Services with Dockerfiles but no k8s manifests yet: ingest, plugin-registry

Prerequisites

Complete these one-time setup steps before starting.

1. AWS Account Bootstrapping

The Terraform S3 backend requires a state bucket and DynamoDB lock table. These must exist before terraform init.

aws s3api create-bucket \
--bucket gospelib-terraform-state \
--region us-east-1

aws s3api put-bucket-versioning \
--bucket gospelib-terraform-state \
--versioning-configuration Status=Enabled

aws s3api put-bucket-encryption \
--bucket gospelib-terraform-state \
--server-side-encryption-configuration \
'{"Rules":[{"ApplyServerSideEncryptionByDefault":{"SSEAlgorithm":"AES256"}}]}'

aws dynamodb create-table \
--table-name gospelib-terraform-lock \
--attribute-definitions AttributeName=LockID,AttributeType=S \
--key-schema AttributeName=LockID,KeyType=HASH \
--billing-mode PAY_PER_REQUEST \
--region us-east-1

2. EC2 SSH Key Pair

Create a key pair in the AWS Console (or CLI) in us-east-1. The name must match the ssh_key_name variable in your terraform.tfvars.

aws ec2 create-key-pair \
--key-name gospelib-staging \
--query 'KeyMaterial' \
--output text > ~/.ssh/gospelib-staging.pem

chmod 600 ~/.ssh/gospelib-staging.pem

3. Route53 Hosted Zone

A hosted zone for gospelib.com must exist. Note the zone ID — you'll need it for terraform.tfvars.

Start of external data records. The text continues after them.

/// Authentication endpoints
///
/// # Endpoints
///
/// - `POST /v1/auth/register` - register a new user with a personal
///   organization
/// - `POST /v1/auth/login` - login and get a token pair
/// - `POST /v1/auth/refresh` - exchange a refresh token for a new access
///   token

use crate::{
    app::AppState,
    error::{validation_error, ApiError, ApiResult, ValidationErrorDetail},
};
use axum::{extract::State, Json};
use minkan_shared::{
    auth::{jwt, password},
    models::{
        membership::{CreateMembership, Membership, MembershipRole},
        organization::{CreateOrganization, Organization},
        user::{CreateUser, User},
    },
};
use serde::{Deserialize, Serialize};
use validator::Validate;

/// Register request
#[derive(Debug, Deserialize, Validate)]
pub struct RegisterRequest {
    /// Email address
    #[validate(email(message = "Invalid email format"))]
    pub email: String,

    /// Password (also validated for strength)
    #[validate(length(min = 8, message = "Password must be at least 8 characters"))]
    pub password: String,

    /// Optional display name
    #[validate(length(max = 100, message = "Name must be at most 100 characters"))]
    pub name: Option<String>,

    /// Optional organization name for the personal organization
    #[validate(length(max = 100, message = "Organization name must be at most 100 characters"))]
    pub organization_name: Option<String>,
}

/// Register response
#[derive(Debug, Serialize, Deserialize)]
pub struct RegisterResponse {
    /// User ID
    pub user_id: String,

    /// Personal organization ID
    pub org_id: String,

    /// Access token (24h)
    pub access_token: String,

    /// Refresh token (30d)
    pub refresh_token: String,
}

/// Login request
#[derive(Debug, Deserialize, Validate)]
pub struct LoginRequest {
    /// Email address
    #[validate(email(message = "Invalid email format"))]
    pub email: String,

    /// Password
    pub password: String,
}

/// Login response
#[derive(Debug, Serialize, Deserialize)]
pub struct LoginResponse {
    /// User ID
    pub user_id: String,

    /// Organization the tokens are scoped to
    pub org_id: String,

    /// Access token (24h)
    pub access_token: String,

    /// Refresh token (30d)
    pub refresh_token: String,
}

/// Refresh token request
#[derive(Debug, Deserialize)]
pub struct RefreshRequest {
    /// Refresh token
    pub refresh_token: String,
}

/// Refresh token response
#[derive(Debug, Serialize, Deserialize)]
pub struct RefreshResponse {
    /// New access token (24h)
    pub access_token: String,
}

/// Registers a new user
///
/// Creates the user, a personal organization, and an owner membership in
/// one transaction, then returns a token pair scoped to that
/// organization. A failure partway through leaves no partial account:
/// either all three rows exist or none do, so the email is never claimed
/// by a user who cannot log in.
///
/// # Errors
///
/// - `422 Unprocessable Entity`: validation failed
/// - `409 Conflict`: email already exists
pub async fn register(
    State(state): State<AppState>,
    Json(req): Json<RegisterRequest>,
) -> ApiResult<Json<RegisterResponse>> {
    req.validate().map_err(validation_error)?;

    password::validate_password_strength(&req.password).map_err(|e| {
        ApiError::ValidationError(vec![ValidationErrorDetail {
            field: "password".to_string(),
            message: e,
        }])
    })?;

    let password_hash = password::hash_password(&req.password)?;

    let mut tx = state.db.begin().await?;

    let user = User::create(
        &mut *tx,
        CreateUser {
            email: req.email.clone(),
            password_hash,
            name: req.name.clone(),
        },
    )
    .await?;

    let org_name = req
        .organization_name
        .unwrap_or_else(|| format!("{}'s Workspace", user.display_name()));

    let org = Organization::create(
        &mut *tx,
        CreateOrganization {
            name: org_name,
            image_url: None,
        },
    )
    .await?;

    Membership::create(
        &mut *tx,
        CreateMembership {
            org_id: org.id,
            user_id: user.id,
            role: MembershipRole::Owner,
        },
    )
    .await?;

    tx.commit().await?;

    let (access_token, refresh_token) =
        jwt::issue_token_pair(user.id, org.id, state.jwt_secret())?;

    Ok(Json(RegisterResponse {
        user_id: user.id.to_string(),
        org_id: org.id.to_string(),
        access_token,
        refresh_token,
    }))
}

/// Authenticates a user and returns a token pair scoped to their first
/// organization
///
/// # Errors
///
/// - `401 Unauthorized`: invalid credentials
pub async fn login(
    State(state): State<AppState>,
    Json(req): Json<LoginRequest>,
) -> ApiResult<Json<LoginResponse>> {
    req.validate().map_err(validation_error)?;

    let user = User::find_by_email(&state.db, &req.email)
        .await?
        .ok_or_else(|| ApiError::Unauthorized("Invalid email or password".to_string()))?;

    let valid = password::verify_password(&req.password, &user.password_hash)?;
    if !valid {
        return Err(ApiError::Unauthorized(
            "Invalid email or password".to_string(),
        ));
    }

    let memberships = Membership::list_by_user(&state.db, user.id).await?;
    let org_id = memberships
        .first()
        .map(|m| m.org_id)
        .ok_or_else(|| ApiError::InternalError("User has no organization".to_string()))?;

    User::update_last_login(&state.db, user.id).await?;

    let (access_token, refresh_token) = jwt::issue_token_pair(user.id, org_id, state.jwt_secret())?;

    Ok(Json(LoginResponse {
        user_id: user.id.to_string(),
        org_id: org_id.to_string(),
        access_token,
        refresh_token,
    }))
}

/// Exchanges a refresh token for a new access token
///
/// # Errors
///
/// - `401 Unauthorized`: invalid or expired refresh token
pub async fn refresh(
    State(state): State<AppState>,
    Json(req): Json<RefreshRequest>,
) -> ApiResult<Json<RefreshResponse>> {
    let access_token = jwt::refresh_access_token(&req.refresh_token, state.jwt_secret())?;

    Ok(Json(RefreshResponse { access_token }))
}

aws route53 list-hosted-zones-by-name \
--dns-name gospelib.com \
--query 'HostedZones[0].Id' \
--output text

4. GitHub OIDC Provider for AWS

The CD workflow authenticates to AWS via OIDC (no long-lived credentials). Create the identity provider once per AWS account:

aws iam create-open-id-connect-provider \
--url https://token.actions.githubusercontent.com \
--client-id-list sts.amazonaws.com \
--thumbprint-list 6938fd4d98bab03faadb97b34396831e3780aea1

Then create an IAM role that trusts GitHub Actions for this repo. The role needs:

  • ecr:GetAuthorizationToken, ecr:BatchGetImage, ecr:GetDownloadUrlForLayer, ecr:PutImage, ecr:InitiateLayerUpload, ecr:UploadLayerPart, ecr:CompleteLayerUpload, ecr:BatchCheckLayerAvailability
  • Scoped to the repo via the trust policy's sub condition (e.g., repo:gospelib/main:ref:refs/heads/stage)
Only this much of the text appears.